§ **Data section**:
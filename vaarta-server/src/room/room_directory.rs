use crate::room::Room;
use crate::signaling::SignalingOutput;
use dashmap::DashMap;
use dashmap::mapref::entry::Entry;
use std::sync::{Arc, Mutex, MutexGuard, PoisonError};
use tracing::{debug, info};
use vaarta_core::{MemberInfo, ParticipantId, RoomId, SignalError, SignalMessage};

struct DirectoryInner {
    rooms: DashMap<RoomId, Arc<Mutex<Room>>>,
    memberships: DashMap<ParticipantId, RoomId>,
    output: Arc<dyn SignalingOutput>,
}

/// Maps room ids to their members and tells members about each other.
///
/// Each room has its own lock, so membership changes within a room are
/// serialized while unrelated rooms proceed independently.
#[derive(Clone)]
pub struct RoomDirectory {
    inner: Arc<DirectoryInner>,
}

impl RoomDirectory {
    pub fn new(output: Arc<dyn SignalingOutput>) -> Self {
        Self {
            inner: Arc::new(DirectoryInner {
                rooms: DashMap::new(),
                memberships: DashMap::new(),
                output,
            }),
        }
    }

    /// Admits `participant_id` into `room_id` and returns the roster as it was
    /// before the join. Every prior member receives `member:joined`.
    pub fn join(
        &self,
        participant_id: ParticipantId,
        room_id: RoomId,
        display_label: impl Into<String>,
    ) -> Result<Vec<MemberInfo>, SignalError> {
        if room_id.as_str().trim().is_empty() {
            return Err(SignalError::malformed("room id must not be empty"));
        }

        match self.inner.memberships.entry(participant_id) {
            Entry::Occupied(e) => {
                return Err(SignalError::AlreadyJoined {
                    participant: participant_id,
                    room: e.get().clone(),
                });
            }
            Entry::Vacant(e) => {
                e.insert(room_id.clone());
            }
        }

        let member = MemberInfo::new(participant_id, display_label);

        loop {
            let room = self
                .inner
                .rooms
                .entry(room_id.clone())
                .or_insert_with(|| {
                    info!("Creating new room: {}", room_id);
                    Arc::new(Mutex::new(Room::new(room_id.clone())))
                })
                .clone();

            let mut guard = lock(&room);
            if guard.is_closed() {
                continue;
            }

            let roster = guard.members().to_vec();
            for existing in &roster {
                let notice = SignalMessage::MemberJoined {
                    participant_id,
                    display_label: member.display_label.clone(),
                };
                if !self.inner.output.send(&existing.participant_id, notice) {
                    debug!(
                        "member:joined for {} not delivered, connection already gone",
                        existing.participant_id
                    );
                }
            }
            guard.insert(member);

            info!(
                "Participant {} joined room '{}' ({} members)",
                participant_id,
                guard.id(),
                guard.members().len()
            );
            return Ok(roster);
        }
    }

    /// Removes `participant_id` from its room. A no-op when it is not in one.
    /// Returns the room it left.
    pub fn leave(&self, participant_id: &ParticipantId) -> Option<RoomId> {
        let (_, room_id) = self.inner.memberships.remove(participant_id)?;

        let Some(room) = self.inner.rooms.get(&room_id).map(|r| Arc::clone(r.value())) else {
            return Some(room_id);
        };

        let mut guard = lock(&room);
        let Some(departed) = guard.remove(participant_id) else {
            return Some(room_id);
        };

        for remaining in guard.members() {
            let notice = SignalMessage::MemberLeft {
                participant_id: departed.participant_id,
                display_label: departed.display_label.clone(),
            };
            self.inner.output.send(&remaining.participant_id, notice);
        }

        info!("Participant {} left room '{}'", participant_id, room_id);

        if guard.is_empty() {
            guard.close();
            self.inner
                .rooms
                .remove_if(&room_id, |_, current| Arc::ptr_eq(current, &room));
            info!("Room '{}' is empty, removed", guard.id());
        }

        Some(room_id)
    }

    pub fn room_of(&self, participant_id: &ParticipantId) -> Option<RoomId> {
        self.inner
            .memberships
            .get(participant_id)
            .map(|r| r.value().clone())
    }

    /// Current members of `room_id` in join order, or `None` if the room
    /// does not exist.
    pub fn roster(&self, room_id: &RoomId) -> Option<Vec<MemberInfo>> {
        let room = self.inner.rooms.get(room_id).map(|r| Arc::clone(r.value()))?;
        let guard = lock(&room);
        Some(guard.members().to_vec())
    }

    pub fn member(&self, participant_id: &ParticipantId) -> Option<MemberInfo> {
        let room_id = self.room_of(participant_id)?;
        self.roster(&room_id)?
            .into_iter()
            .find(|m| &m.participant_id == participant_id)
    }

    pub fn contains_room(&self, room_id: &RoomId) -> bool {
        self.inner.rooms.contains_key(room_id)
    }

    pub fn room_count(&self) -> usize {
        self.inner.rooms.len()
    }
}

fn lock(room: &Mutex<Room>) -> MutexGuard<'_, Room> {
    room.lock().unwrap_or_else(PoisonError::into_inner)
}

§ **To do**:
Copy out every record exactly.

§ **Solution to this task**:
filename vaarta-server/src/room/room_directory.rs
use crate::room::Room;
use crate::signaling::SignalingOutput;
use dashmap::DashMap;
use dashmap::mapref::entry::Entry;
use std::sync::{Arc, Mutex, MutexGuard, PoisonError};
use tracing::{debug, info};
use vaarta_core::{MemberInfo, ParticipantId, RoomId, SignalError, SignalMessage};

struct DirectoryInner {
    rooms: DashMap<RoomId, Arc<Mutex<Room>>>,
    memberships: DashMap<ParticipantId, RoomId>,
    output: Arc<dyn SignalingOutput>,
}

/// Maps room ids to their members and tells members about each other.
///
/// Each room has its own lock, so membership changes within a room are
/// serialized while unrelated rooms proceed independently.
#[derive(Clone)]
pub struct RoomDirectory {
    inner: Arc<DirectoryInner>,
}

impl RoomDirectory {
    pub fn new(output: Arc<dyn SignalingOutput>) -> Self {
        Self {
            inner: Arc::new(DirectoryInner {
                rooms: DashMap::new(),
                memberships: DashMap::new(),
                output,
            }),
        }
    }

    /// Admits `participant_id` into `room_id` and returns the roster as it was
    /// before the join. Every prior member receives `member:joined`.
    pub fn join(
        &self,
        participant_id: ParticipantId,
        room_id: RoomId,
        display_label: impl Into<String>,
    ) -> Result<Vec<MemberInfo>, SignalError> {
        if room_id.as_str().trim().is_empty() {
            return Err(SignalError::malformed("room id must not be empty"));
        }

        match self.inner.memberships.entry(participant_id) {
            Entry::Occupied(e) => {
                return Err(SignalError::AlreadyJoined {
                    participant: participant_id,
                    room: e.get().clone(),
                });
            }
            Entry::Vacant(e) => {
                e.insert(room_id.clone());
            }
        }

        let member = MemberInfo::new(participant_id, display_label);

        loop {
            let room = self
                .inner
                .rooms
                .entry(room_id.clone())
                .or_insert_with(|| {
                    info!("Creating new room: {}", room_id);
                    Arc::new(Mutex::new(Room::new(room_id.clone())))
                })
                .clone();

            let mut guard = lock(&room);
            if guard.is_closed() {
                continue;
            }

            let roster = guard.members().to_vec();
            for existing in &roster {
                let notice = SignalMessage::MemberJoined {
                    participant_id,
                    display_label: member.display_label.clone(),
                };
                if !self.inner.output.send(&existing.participant_id, notice) {
                    debug!(
                        "member:joined for {} not delivered, connection already gone",
                        existing.participant_id
                    );
                }
            }
            guard.insert(member);

            info!(
                "Participant {} joined room '{}' ({} members)",
                participant_id,
                guard.id(),
                guard.members().len()
            );
            return Ok(roster);
        }
    }

    /// Removes `participant_id` from its room. A no-op when it is not in one.
    /// Returns the room it left.
    pub fn leave(&self, participant_id: &ParticipantId) -> Option<RoomId> {
        let (_, room_id) = self.inner.memberships.remove(participant_id)?;

        let Some(room) = self.inner.rooms.get(&room_id).map(|r| Arc::clone(r.value())) else {
            return Some(room_id);
        };

        let mut guard = lock(&room);
        let Some(departed) = guard.remove(participant_id) else {
            return Some(room_id);
        };

        for remaining in guard.members() {
            let notice = SignalMessage::MemberLeft {
                participant_id: departed.participant_id,
                display_label: departed.display_label.clone(),
            };
            self.inner.output.send(&remaining.participant_id, notice);
        }

        info!("Participant {} left room '{}'", participant_id, room_id);

        if guard.is_empty() {
            guard.close();
            self.inner
                .rooms
                .remove_if(&room_id, |_, current| Arc::ptr_eq(current, &room));
            info!("Room '{}' is empty, removed", guard.id());
        }

        Some(room_id)
    }

    pub fn room_of(&self, participant_id: &ParticipantId) -> Option<RoomId> {
        self.inner
            .memberships
            .get(participant_id)
            .map(|r| r.value().clone())
    }

    /// Current members of `room_id` in join order, or `None` if the room
    /// does not exist.
    pub fn roster(&self, room_id: &RoomId) -> Option<Vec<MemberInfo>> {
        let room = self.inner.rooms.get(room_id).map(|r| Arc::clone(r.value()))?;
        let guard = lock(&room);
        Some(guard.members().to_vec())
    }

    pub fn member(&self, participant_id: &ParticipantId) -> Option<MemberInfo> {
        let room_id = self.room_of(participant_id)?;
        self.roster(&room_id)?
            .into_iter()
            .find(|m| &m.participant_id == participant_id)
    }

    pub fn contains_room(&self, room_id: &RoomId) -> bool {
        self.inner.rooms.contains_key(room_id)
    }

    pub fn room_count(&self) -> usize {
        self.inner.rooms.len()
    }
}

fn lock(room: &Mutex<Room>) -> MutexGuard<'_, Room> {
    room.lock().unwrap_or_else(PoisonError::into_inner)
}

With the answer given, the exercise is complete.